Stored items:
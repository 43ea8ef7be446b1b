//! Shared plumbing of the `arb2po`, `arb2xliff`, `po2arb` and `xliff2arb`
//! binaries.

pub mod commands;
pub mod files;
pub mod locale;

use std::ffi::OsString;
use std::process::ExitCode;

use clap::{CommandFactory, Parser};
use tracing_subscriber::EnvFilter;

pub use commands::{ExportArgs, ImportArgs, export, export_xliff, import};
pub use locale::{determine_arb_locale, parse_locale};

/// Installs a stderr logger filtered by `RUST_LOG`, `warn` when unset.
pub fn init_logging() {
    let filter = EnvFilter::try_from_default_env().unwrap_or_else(|_| EnvFilter::new("warn"));
    // A subscriber installed by an embedding process wins.
    let _ = tracing_subscriber::fmt()
        .with_env_filter(filter)
        .with_target(false)
        .with_writer(std::io::stderr)
        .try_init();
}

/// Parses `A` from the process arguments and hands it to `command`.
///
/// Without any argument the help text is printed and the process exits
/// successfully. A failing command prints `error: <message>` to stderr and
/// exits with status 1.
pub fn run<A: Parser>(command: impl FnOnce(A) -> Result<(), String>) -> ExitCode {
    init_logging();
    match run_from(std::env::args_os(), command) {
        Ok(()) => ExitCode::SUCCESS,
        Err(message) => {
            eprintln!("error: {message}");
            ExitCode::FAILURE
        }
    }
}

fn run_from<A: Parser>(
    args: impl IntoIterator<Item = OsString>,
    command: impl FnOnce(A) -> Result<(), String>,
) -> Result<(), String> {
    let args: Vec<OsString> = args.into_iter().collect();
    if args.len() <= 1 {
        return A::command()
            .print_help()
            .map_err(|e| format!("cannot write help: {e}"));
    }
    command(A::parse_from(args))
}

> [Task details]
Check each line above for the word "exits", and copy the lines where it appears.

> [Solution]
/// Without any argument the help text is printed and the process exits
/// exits with status 1.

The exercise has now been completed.